**WORK INSTRUCTION:**
In the entries below, find every line with "services" and copy it.

**ENTRIES SUPPLIED:**

//! SeaORM Entity for append-only price history

use sea_orm::entity::prelude::*;
use serde::{Deserialize, Serialize};

#[derive(Clone, Debug, PartialEq, DeriveEntityModel, Eq, Serialize, Deserialize)]
#[sea_orm(table_name = "price_history")]
pub struct Model {
    #[sea_orm(primary_key)]
    pub id: i64,
    pub series: String,
    pub capacity: String,
    #[sea_orm(column_type = "JsonBinary")]
    pub colors: Json,
    pub kaitori_price_min: i64,
    pub kaitori_price_max: i64,
    pub source: String,
    /// Epoch seconds of the cycle that wrote the record
    pub timestamp: i64,
    pub date: Date,
    /// Advisory TTL, epoch seconds
    pub expiration_time: i64,
    pub created_at: Option<DateTimeWithTimeZone>,
}

#[derive(Copy, Clone, Debug, EnumIter, DeriveRelation)]
pub enum Relation {}

impl ActiveModelBehavior for ActiveModel {}
//! Offline reset and reload of `current_prices`.
//!
//! Usage:
//!   reset_and_reload [kaitori_snapshot.json] [official_prices.json]
//!
//! Without a snapshot the collection is reloaded from its own contents.
//! Every entry is validated before anything is wiped.

use chrono::Utc;
use sea_orm::Database;
use sea_orm_migration::MigratorTrait;
use std::env;
use std::path::Path;
use std::process::ExitCode;
use std::sync::Arc;

use kaitori_tracker::config::{AppConfig, LogLevel, RuntimeEnv};
use kaitori_tracker::error::ReloadError;
use kaitori_tracker::services::reload::{
    official_docs, records_from_snapshot, KaitoriSnapshot, OfficialSnapshot, ReloadService,
};
use kaitori_tracker::services::sea_orm_store::SeaOrmStore;
use kaitori_tracker::telemetry::init_tracing;

type BoxError = Box<dyn std::error::Error + Send + Sync>;

async fn read_json<T: serde::de::DeserializeOwned>(path: &Path) -> Result<T, ReloadError> {
    let raw = tokio::fs::read_to_string(path)
        .await
        .map_err(|source| ReloadError::Read {
            path: path.display().to_string(),
            source,
        })?;
    Ok(serde_json::from_str(&raw)?)
}

#[tokio::main]
async fn main() -> ExitCode {
    let config = match AppConfig::load() {
        Ok(config) => config,
        Err(e) => {
            init_tracing(LogLevel::Info);
            tracing::error!(error = %e, "Invalid configuration");
            return ExitCode::FAILURE;
        }
    };
    init_tracing(config.app.log_level);

    let args: Vec<String> = env::args().skip(1).collect();
    match run(config, args.first().map(String::as_str), args.get(1).map(String::as_str)).await {
        Ok(()) => ExitCode::SUCCESS,
        Err(e) => {
            tracing::error!(error = %e, "Reset and reload failed");
            ExitCode::FAILURE
        }
    }
}

async fn run(config: AppConfig, snapshot: Option<&str>, official: Option<&str>) -> Result<(), BoxError> {
    let runtime = RuntimeEnv::from_env()?;

    tracing::info!("Connecting to database...");
    let db = Database::connect(runtime.require_database_url()?).await?;
    migration::Migrator::up(&db, None).await?;

    let catalog = config.catalog();
    let service = ReloadService::new(Arc::new(SeaOrmStore::new(db, catalog.clone())));

    let records = match snapshot {
        Some(path) => {
            tracing::info!(path = %path, "Loading kaitori snapshot");
            let snapshot: KaitoriSnapshot = read_json(Path::new(path)).await?;
            records_from_snapshot(&snapshot, &catalog, Utc::now())?
        }
        None => {
            tracing::info!("No snapshot given, reloading current contents");
            service.current_records().await?
        }
    };

    let official = match official {
        Some(path) => {
            tracing::info!(path = %path, "Loading official prices");
            let snapshot: OfficialSnapshot = read_json(Path::new(path)).await?;
            official_docs(snapshot)
        }
        None => Vec::new(),
    };

    let stats = service.reset_and_reload(&records, &official).await?;
    println!(
        "wiped={} loaded={} official_loaded={}",
        stats.wiped, stats.loaded, stats.official_loaded
    );
    Ok(())
}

**EXPECTED OUTPUT:**
use kaitori_tracker::services::reload::{
use kaitori_tracker::services::sea_orm_store::SeaOrmStore;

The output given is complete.